Task requirements> Whenever a line below holds the word "input", copy that line.

Information supplied>
····················

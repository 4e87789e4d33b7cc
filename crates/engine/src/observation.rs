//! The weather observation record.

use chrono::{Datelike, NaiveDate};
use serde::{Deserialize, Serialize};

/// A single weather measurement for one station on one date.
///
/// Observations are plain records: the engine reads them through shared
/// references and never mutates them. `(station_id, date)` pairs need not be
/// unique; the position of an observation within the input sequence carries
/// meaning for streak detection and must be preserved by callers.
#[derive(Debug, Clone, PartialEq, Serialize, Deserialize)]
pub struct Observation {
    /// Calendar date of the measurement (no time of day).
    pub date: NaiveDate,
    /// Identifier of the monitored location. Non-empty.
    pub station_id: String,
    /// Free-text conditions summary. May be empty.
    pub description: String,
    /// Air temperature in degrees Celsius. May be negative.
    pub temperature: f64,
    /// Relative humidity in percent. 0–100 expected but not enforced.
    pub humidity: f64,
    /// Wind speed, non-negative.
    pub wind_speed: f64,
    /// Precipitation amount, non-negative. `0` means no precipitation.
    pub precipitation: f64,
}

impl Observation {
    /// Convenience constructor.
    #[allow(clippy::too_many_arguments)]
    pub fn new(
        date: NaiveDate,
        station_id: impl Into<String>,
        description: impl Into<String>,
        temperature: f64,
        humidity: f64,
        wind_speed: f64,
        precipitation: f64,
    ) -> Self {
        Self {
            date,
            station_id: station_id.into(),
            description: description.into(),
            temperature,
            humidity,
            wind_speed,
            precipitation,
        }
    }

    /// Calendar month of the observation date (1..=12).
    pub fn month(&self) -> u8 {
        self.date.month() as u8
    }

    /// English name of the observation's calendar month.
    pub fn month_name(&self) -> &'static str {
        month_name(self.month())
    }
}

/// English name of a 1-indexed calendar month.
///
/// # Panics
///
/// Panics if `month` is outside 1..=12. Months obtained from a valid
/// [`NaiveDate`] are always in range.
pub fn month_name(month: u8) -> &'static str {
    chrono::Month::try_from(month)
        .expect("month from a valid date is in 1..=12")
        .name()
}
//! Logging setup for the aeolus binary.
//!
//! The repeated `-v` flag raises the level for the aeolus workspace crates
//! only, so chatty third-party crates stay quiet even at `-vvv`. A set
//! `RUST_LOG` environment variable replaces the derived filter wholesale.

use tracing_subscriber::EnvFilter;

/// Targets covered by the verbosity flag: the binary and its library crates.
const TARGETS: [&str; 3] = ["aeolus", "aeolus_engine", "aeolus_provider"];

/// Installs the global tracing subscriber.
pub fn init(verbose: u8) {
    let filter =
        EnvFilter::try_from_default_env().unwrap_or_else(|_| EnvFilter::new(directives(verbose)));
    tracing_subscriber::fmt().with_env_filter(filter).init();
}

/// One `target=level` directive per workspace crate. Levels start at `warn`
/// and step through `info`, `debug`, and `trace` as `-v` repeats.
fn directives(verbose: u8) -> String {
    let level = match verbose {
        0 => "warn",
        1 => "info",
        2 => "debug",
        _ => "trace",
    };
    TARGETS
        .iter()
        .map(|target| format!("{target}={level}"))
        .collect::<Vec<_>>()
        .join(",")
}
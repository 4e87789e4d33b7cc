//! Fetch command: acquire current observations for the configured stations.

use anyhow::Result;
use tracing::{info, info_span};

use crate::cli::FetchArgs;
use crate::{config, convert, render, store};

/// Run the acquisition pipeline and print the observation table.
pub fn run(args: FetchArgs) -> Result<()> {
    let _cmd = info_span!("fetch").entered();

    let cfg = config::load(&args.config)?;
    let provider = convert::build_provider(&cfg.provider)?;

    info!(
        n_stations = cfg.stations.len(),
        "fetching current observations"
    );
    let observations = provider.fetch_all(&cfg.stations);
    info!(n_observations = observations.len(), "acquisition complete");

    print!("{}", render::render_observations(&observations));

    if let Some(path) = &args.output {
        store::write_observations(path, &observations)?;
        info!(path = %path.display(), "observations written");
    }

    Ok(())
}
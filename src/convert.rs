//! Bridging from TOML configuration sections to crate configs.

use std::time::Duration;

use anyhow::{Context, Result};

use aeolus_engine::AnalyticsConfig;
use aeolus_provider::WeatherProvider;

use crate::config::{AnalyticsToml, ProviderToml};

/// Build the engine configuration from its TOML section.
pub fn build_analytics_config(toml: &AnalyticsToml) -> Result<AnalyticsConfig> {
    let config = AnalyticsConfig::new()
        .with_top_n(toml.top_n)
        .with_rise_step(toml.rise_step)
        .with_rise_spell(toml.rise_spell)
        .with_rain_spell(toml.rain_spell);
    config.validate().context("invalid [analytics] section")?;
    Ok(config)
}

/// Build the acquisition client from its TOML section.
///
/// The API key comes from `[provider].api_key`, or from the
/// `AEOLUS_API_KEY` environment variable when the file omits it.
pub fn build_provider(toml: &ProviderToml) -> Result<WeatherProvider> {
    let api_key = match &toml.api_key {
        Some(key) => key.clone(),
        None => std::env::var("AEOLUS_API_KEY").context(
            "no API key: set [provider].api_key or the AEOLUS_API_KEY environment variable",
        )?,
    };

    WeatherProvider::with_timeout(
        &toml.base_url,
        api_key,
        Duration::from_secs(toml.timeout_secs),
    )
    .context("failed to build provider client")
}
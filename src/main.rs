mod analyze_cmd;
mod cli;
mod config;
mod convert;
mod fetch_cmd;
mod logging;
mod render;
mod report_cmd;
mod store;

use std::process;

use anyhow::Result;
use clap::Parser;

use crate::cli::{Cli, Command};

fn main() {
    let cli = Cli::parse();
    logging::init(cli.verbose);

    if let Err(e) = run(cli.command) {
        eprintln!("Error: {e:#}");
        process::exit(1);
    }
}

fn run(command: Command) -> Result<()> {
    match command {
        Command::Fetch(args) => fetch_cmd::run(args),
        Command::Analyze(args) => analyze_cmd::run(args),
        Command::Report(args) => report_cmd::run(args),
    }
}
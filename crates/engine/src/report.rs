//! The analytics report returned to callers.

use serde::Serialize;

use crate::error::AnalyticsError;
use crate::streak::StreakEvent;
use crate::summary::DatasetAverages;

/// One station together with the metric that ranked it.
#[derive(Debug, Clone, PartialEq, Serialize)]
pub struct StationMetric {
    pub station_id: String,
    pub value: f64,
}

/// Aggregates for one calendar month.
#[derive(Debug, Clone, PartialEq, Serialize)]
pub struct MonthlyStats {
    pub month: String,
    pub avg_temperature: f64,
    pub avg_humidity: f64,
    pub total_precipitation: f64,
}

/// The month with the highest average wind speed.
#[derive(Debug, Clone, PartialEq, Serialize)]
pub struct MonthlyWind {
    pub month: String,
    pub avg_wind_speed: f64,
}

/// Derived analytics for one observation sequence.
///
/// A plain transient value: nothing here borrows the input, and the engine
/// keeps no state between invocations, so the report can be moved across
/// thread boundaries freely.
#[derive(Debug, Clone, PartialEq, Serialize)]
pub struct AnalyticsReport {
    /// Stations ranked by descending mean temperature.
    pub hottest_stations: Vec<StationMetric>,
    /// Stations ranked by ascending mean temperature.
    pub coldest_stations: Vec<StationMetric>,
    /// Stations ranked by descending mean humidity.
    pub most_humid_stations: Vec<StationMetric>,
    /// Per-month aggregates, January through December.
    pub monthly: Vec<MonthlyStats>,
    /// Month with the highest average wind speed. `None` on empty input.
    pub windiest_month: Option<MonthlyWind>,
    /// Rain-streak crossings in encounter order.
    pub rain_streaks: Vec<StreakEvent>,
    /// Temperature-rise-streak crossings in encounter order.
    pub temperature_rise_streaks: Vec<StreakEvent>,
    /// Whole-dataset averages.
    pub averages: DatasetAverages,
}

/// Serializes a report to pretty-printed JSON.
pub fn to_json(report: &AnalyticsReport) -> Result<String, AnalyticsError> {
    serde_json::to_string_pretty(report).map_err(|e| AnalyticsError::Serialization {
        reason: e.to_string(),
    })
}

····················

Solution for this exercise>
/// unique; the position of an observation within the input sequence carries
/// A plain transient value: nothing here borrows the input, and the engine
    /// Month with the highest average wind speed. `None` on empty input.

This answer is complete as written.